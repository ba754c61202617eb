//! Microphone capture for push-to-talk turns. Recording runs on its own
//! thread (the cpal stream is not `Send`); stopping hands back a 16-bit mono
//! WAV ready for `send_captured_audio`.

use crate::error::Result;

/// An active recording. Dropping it discards the audio.
pub struct CaptureHandle {
    inner: imp::Recorder,
}

impl CaptureHandle {
    /// Acquire the input device and start recording. `device_name` of `None`
    /// uses the host default.
    pub async fn start(device_name: Option<&str>, sample_rate: u32) -> Result<Self> {
        let inner = imp::Recorder::start(device_name, sample_rate).await?;
        Ok(Self { inner })
    }

    pub async fn finish(self) -> Result<Vec<u8>> {
        self.inner.finish().await
    }
}

#[cfg(feature = "audio-io")]
mod imp {
    use crate::audio::{self, ResamplerState};
    use crate::error::{Result, SessionError};
    use cpal::traits::{DeviceTrait, HostTrait, StreamTrait};
    use cpal::{SampleRate, StreamConfig};
    use std::sync::atomic::{AtomicBool, Ordering};
    use std::sync::mpsc::{sync_channel, Receiver, RecvTimeoutError, SyncSender};
    use std::sync::Arc;
    use std::time::Duration;
    use tokio::sync::oneshot;

    pub struct Recorder {
        stop: Arc<AtomicBool>,
        done: Option<oneshot::Receiver<Result<Vec<u8>>>>,
    }

    impl Recorder {
        pub async fn start(device_name: Option<&str>, target_rate: u32) -> Result<Self> {
            let stop = Arc::new(AtomicBool::new(false));
            let (ready_tx, ready_rx) = oneshot::channel();
            let (done_tx, done_rx) = oneshot::channel();
            let name = device_name.map(str::to_string);
            let thread_stop = stop.clone();
            std::thread::Builder::new()
                .name("voicelink-capture".into())
                .spawn(move || record(name, target_rate, thread_stop, ready_tx, done_tx))
                .map_err(|e| SessionError::Capture(format!("Failed to start capture: {}", e)))?;

            match ready_rx.await {
                Ok(Ok(())) => Ok(Self {
                    stop,
                    done: Some(done_rx),
                }),
                Ok(Err(e)) => Err(e),
                Err(_) => Err(SessionError::Capture("capture thread exited".into())),
            }
        }

        pub async fn finish(mut self) -> Result<Vec<u8>> {
            self.stop.store(true, Ordering::SeqCst);
            match self.done.take() {
                Some(done) => done
                    .await
                    .map_err(|_| SessionError::Capture("capture thread exited".into()))?,
                None => Err(SessionError::Capture("capture already finished".into())),
            }
        }
    }

    impl Drop for Recorder {
        fn drop(&mut self) {
            self.stop.store(true, Ordering::SeqCst);
        }
    }

    fn record(
        device_name: Option<String>,
        target_rate: u32,
        stop: Arc<AtomicBool>,
        ready: oneshot::Sender<Result<()>>,
        done: oneshot::Sender<Result<Vec<u8>>>,
    ) {
        let (raw_tx, raw_rx) = sync_channel::<Vec<f32>>(128);
        let (stream, input_rate) = match open_stream(device_name.as_deref(), target_rate, raw_tx) {
            Ok(opened) => opened,
            Err(e) => {
                let _ = ready.send(Err(e));
                return;
            }
        };
        let _ = ready.send(Ok(()));

        let mut samples: Vec<f32> = Vec::new();
        while !stop.load(Ordering::SeqCst) {
            match raw_rx.recv_timeout(Duration::from_millis(50)) {
                Ok(chunk) => samples.extend_from_slice(&chunk),
                Err(RecvTimeoutError::Timeout) => continue,
                Err(RecvTimeoutError::Disconnected) => break,
            }
        }
        drop(stream);
        drain(&raw_rx, &mut samples);

        let mut state = ResamplerState::default();
        let resampled = audio::resample_linear(&samples, input_rate, target_rate, &mut state);
        log::info!(
            "[capture] stopped, {}ms of audio",
            resampled.len() as u64 * 1000 / target_rate.max(1) as u64
        );
        let _ = done.send(audio::encode_wav(&resampled, target_rate));
    }

    fn drain(rx: &Receiver<Vec<f32>>, samples: &mut Vec<f32>) {
        while let Ok(chunk) = rx.try_recv() {
            samples.extend_from_slice(&chunk);
        }
    }

    fn open_stream(
        device_name: Option<&str>,
        target_rate: u32,
        raw_tx: SyncSender<Vec<f32>>,
    ) -> Result<(cpal::Stream, u32)> {
        let host = cpal::default_host();
        let device = match device_name {
            Some(name) => host
                .input_devices()
                .map_err(|e| SessionError::Capture(format!("Failed to list devices: {}", e)))?
                .find(|d| d.name().map(|n| n == name).unwrap_or(false))
                .ok_or_else(|| SessionError::Capture(format!("Device '{}' not found", name)))?,
            None => host
                .default_input_device()
                .ok_or_else(|| SessionError::Capture("No default input device".into()))?,
        };
        log::info!(
            "[capture] using device: {}",
            device.name().unwrap_or_else(|_| "unknown".into())
        );

        let config = match try_config(&device, target_rate) {
            Some(cfg) => cfg,
            None => {
                let default = device
                    .default_input_config()
                    .map_err(|e| SessionError::Capture(format!("No input config: {}", e)))?;
                log::info!(
                    "[capture] {}Hz unavailable, using default {}Hz {}ch",
                    target_rate,
                    default.sample_rate().0,
                    default.channels()
                );
                default.config()
            }
        };

        let channels = config.channels.max(1) as usize;
        let stream = device
            .build_input_stream(
                &config,
                move |data: &[f32], _: &cpal::InputCallbackInfo| {
                    let mono: Vec<f32> = if channels > 1 {
                        data.chunks(channels)
                            .map(|frame| frame.iter().sum::<f32>() / channels as f32)
                            .collect()
                    } else {
                        data.to_vec()
                    };
                    let _ = raw_tx.try_send(mono);
                },
                |err| {
                    log::warn!("[capture] stream error: {}", err);
                },
                None,
            )
            .map_err(|e| SessionError::Capture(format!("Failed to build stream: {}", e)))?;
        stream
            .play()
            .map_err(|e| SessionError::Capture(format!("Failed to start stream: {}", e)))?;
        Ok((stream, config.sample_rate.0))
    }

    fn try_config(device: &cpal::Device, rate: u32) -> Option<StreamConfig> {
        let mut fallback = None;
        for range in device.supported_input_configs().ok()? {
            if range.min_sample_rate().0 > rate || range.max_sample_rate().0 < rate {
                continue;
            }
            let config = StreamConfig {
                channels: range.channels(),
                sample_rate: SampleRate(rate),
                buffer_size: cpal::BufferSize::Default,
            };
            if range.channels() == 1 {
                return Some(config);
            }
            // Stereo works too; we downmix.
            fallback.get_or_insert(config);
        }
        fallback
    }
}

#[cfg(not(feature = "audio-io"))]
mod imp {
    use crate::error::{Result, SessionError};
    use std::convert::Infallible;

    pub struct Recorder(Infallible);

    impl Recorder {
        pub async fn start(_device_name: Option<&str>, _target_rate: u32) -> Result<Self> {
            Err(SessionError::Capture(
                "audio capture is not available in this build (enable the audio-io feature)"
                    .into(),
            ))
        }

        pub async fn finish(self) -> Result<Vec<u8>> {
            match self.0 {}
        }
    }
}

#[cfg(all(test, not(feature = "audio-io")))]
mod tests {
    use super::*;
    use crate::error::SessionError;

    #[tokio::test]
    async fn capture_without_device_support_is_a_capture_error() {
        let err = CaptureHandle::start(None, 16000).await.err().unwrap();
        assert!(matches!(err, SessionError::Capture(_)));
        assert!(err.is_surfaced());
    }
}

WORK REQUIRED:
Set down each entry from above once more, exactly as written.

THE COMPLETED TASK:
repository ba754c61202617eb
//! Microphone capture for push-to-talk turns. Recording runs on its own
//! thread (the cpal stream is not `Send`); stopping hands back a 16-bit mono
//! WAV ready for `send_captured_audio`.

use crate::error::Result;

/// An active recording. Dropping it discards the audio.
pub struct CaptureHandle {
    inner: imp::Recorder,
}

impl CaptureHandle {
    /// Acquire the input device and start recording. `device_name` of `None`
    /// uses the host default.
    pub async fn start(device_name: Option<&str>, sample_rate: u32) -> Result<Self> {
        let inner = imp::Recorder::start(device_name, sample_rate).await?;
        Ok(Self { inner })
    }

    pub async fn finish(self) -> Result<Vec<u8>> {
        self.inner.finish().await
    }
}

#[cfg(feature = "audio-io")]
mod imp {
    use crate::audio::{self, ResamplerState};
    use crate::error::{Result, SessionError};
    use cpal::traits::{DeviceTrait, HostTrait, StreamTrait};
    use cpal::{SampleRate, StreamConfig};
    use std::sync::atomic::{AtomicBool, Ordering};
    use std::sync::mpsc::{sync_channel, Receiver, RecvTimeoutError, SyncSender};
    use std::sync::Arc;
    use std::time::Duration;
    use tokio::sync::oneshot;

    pub struct Recorder {
        stop: Arc<AtomicBool>,
        done: Option<oneshot::Receiver<Result<Vec<u8>>>>,
    }

    impl Recorder {
        pub async fn start(device_name: Option<&str>, target_rate: u32) -> Result<Self> {
            let stop = Arc::new(AtomicBool::new(false));
            let (ready_tx, ready_rx) = oneshot::channel();
            let (done_tx, done_rx) = oneshot::channel();
            let name = device_name.map(str::to_string);
            let thread_stop = stop.clone();
            std::thread::Builder::new()
                .name("voicelink-capture".into())
                .spawn(move || record(name, target_rate, thread_stop, ready_tx, done_tx))
                .map_err(|e| SessionError::Capture(format!("Failed to start capture: {}", e)))?;

            match ready_rx.await {
                Ok(Ok(())) => Ok(Self {
                    stop,
                    done: Some(done_rx),
                }),
                Ok(Err(e)) => Err(e),
                Err(_) => Err(SessionError::Capture("capture thread exited".into())),
            }
        }

        pub async fn finish(mut self) -> Result<Vec<u8>> {
            self.stop.store(true, Ordering::SeqCst);
            match self.done.take() {
                Some(done) => done
                    .await
                    .map_err(|_| SessionError::Capture("capture thread exited".into()))?,
                None => Err(SessionError::Capture("capture already finished".into())),
            }
        }
    }

    impl Drop for Recorder {
        fn drop(&mut self) {
            self.stop.store(true, Ordering::SeqCst);
        }
    }

    fn record(
        device_name: Option<String>,
        target_rate: u32,
        stop: Arc<AtomicBool>,
        ready: oneshot::Sender<Result<()>>,
        done: oneshot::Sender<Result<Vec<u8>>>,
    ) {
        let (raw_tx, raw_rx) = sync_channel::<Vec<f32>>(128);
        let (stream, input_rate) = match open_stream(device_name.as_deref(), target_rate, raw_tx) {
            Ok(opened) => opened,
            Err(e) => {
                let _ = ready.send(Err(e));
                return;
            }
        };
        let _ = ready.send(Ok(()));

        let mut samples: Vec<f32> = Vec::new();
        while !stop.load(Ordering::SeqCst) {
            match raw_rx.recv_timeout(Duration::from_millis(50)) {
                Ok(chunk) => samples.extend_from_slice(&chunk),
                Err(RecvTimeoutError::Timeout) => continue,
                Err(RecvTimeoutError::Disconnected) => break,
            }
        }
        drop(stream);
        drain(&raw_rx, &mut samples);

        let mut state = ResamplerState::default();
        let resampled = audio::resample_linear(&samples, input_rate, target_rate, &mut state);
        log::info!(
            "[capture] stopped, {}ms of audio",
            resampled.len() as u64 * 1000 / target_rate.max(1) as u64
        );
        let _ = done.send(audio::encode_wav(&resampled, target_rate));
    }

    fn drain(rx: &Receiver<Vec<f32>>, samples: &mut Vec<f32>) {
        while let Ok(chunk) = rx.try_recv() {
            samples.extend_from_slice(&chunk);
        }
    }

    fn open_stream(
        device_name: Option<&str>,
        target_rate: u32,
        raw_tx: SyncSender<Vec<f32>>,
    ) -> Result<(cpal::Stream, u32)> {
        let host = cpal::default_host();
        let device = match device_name {
            Some(name) => host
                .input_devices()
                .map_err(|e| SessionError::Capture(format!("Failed to list devices: {}", e)))?
                .find(|d| d.name().map(|n| n == name).unwrap_or(false))
                .ok_or_else(|| SessionError::Capture(format!("Device '{}' not found", name)))?,
            None => host
                .default_input_device()
                .ok_or_else(|| SessionError::Capture("No default input device".into()))?,
        };
        log::info!(
            "[capture] using device: {}",
            device.name().unwrap_or_else(|_| "unknown".into())
        );

        let config = match try_config(&device, target_rate) {
            Some(cfg) => cfg,
            None => {
                let default = device
                    .default_input_config()
                    .map_err(|e| SessionError::Capture(format!("No input config: {}", e)))?;
                log::info!(
                    "[capture] {}Hz unavailable, using default {}Hz {}ch",
                    target_rate,
                    default.sample_rate().0,
                    default.channels()
                );
                default.config()
            }
        };

        let channels = config.channels.max(1) as usize;
        let stream = device
            .build_input_stream(
                &config,
                move |data: &[f32], _: &cpal::InputCallbackInfo| {
                    let mono: Vec<f32> = if channels > 1 {
                        data.chunks(channels)
                            .map(|frame| frame.iter().sum::<f32>() / channels as f32)
                            .collect()
                    } else {
                        data.to_vec()
                    };
                    let _ = raw_tx.try_send(mono);
                },
                |err| {
                    log::warn!("[capture] stream error: {}", err);
                },
                None,
            )
            .map_err(|e| SessionError::Capture(format!("Failed to build stream: {}", e)))?;
        stream
            .play()
            .map_err(|e| SessionError::Capture(format!("Failed to start stream: {}", e)))?;
        Ok((stream, config.sample_rate.0))
    }

    fn try_config(device: &cpal::Device, rate: u32) -> Option<StreamConfig> {
        let mut fallback = None;
        for range in device.supported_input_configs().ok()? {
            if range.min_sample_rate().0 > rate || range.max_sample_rate().0 < rate {
                continue;
            }
            let config = StreamConfig {
                channels: range.channels(),
                sample_rate: SampleRate(rate),
                buffer_size: cpal::BufferSize::Default,
            };
            if range.channels() == 1 {
                return Some(config);
            }
            // Stereo works too; we downmix.
            fallback.get_or_insert(config);
        }
        fallback
    }
}

#[cfg(not(feature = "audio-io"))]
mod imp {
    use crate::error::{Result, SessionError};
    use std::convert::Infallible;

    pub struct Recorder(Infallible);

    impl Recorder {
        pub async fn start(_device_name: Option<&str>, _target_rate: u32) -> Result<Self> {
            Err(SessionError::Capture(
                "audio capture is not available in this build (enable the audio-io feature)"
                    .into(),
            ))
        }

        pub async fn finish(self) -> Result<Vec<u8>> {
            match self.0 {}
        }
    }
}

#[cfg(all(test, not(feature = "audio-io")))]
mod tests {
    use super::*;
    use crate::error::SessionError;

    #[tokio::test]
    async fn capture_without_device_support_is_a_capture_error() {
        let err = CaptureHandle::start(None, 16000).await.err().unwrap();
        assert!(matches!(err, SessionError::Capture(_)));
        assert!(err.is_surfaced());
    }
}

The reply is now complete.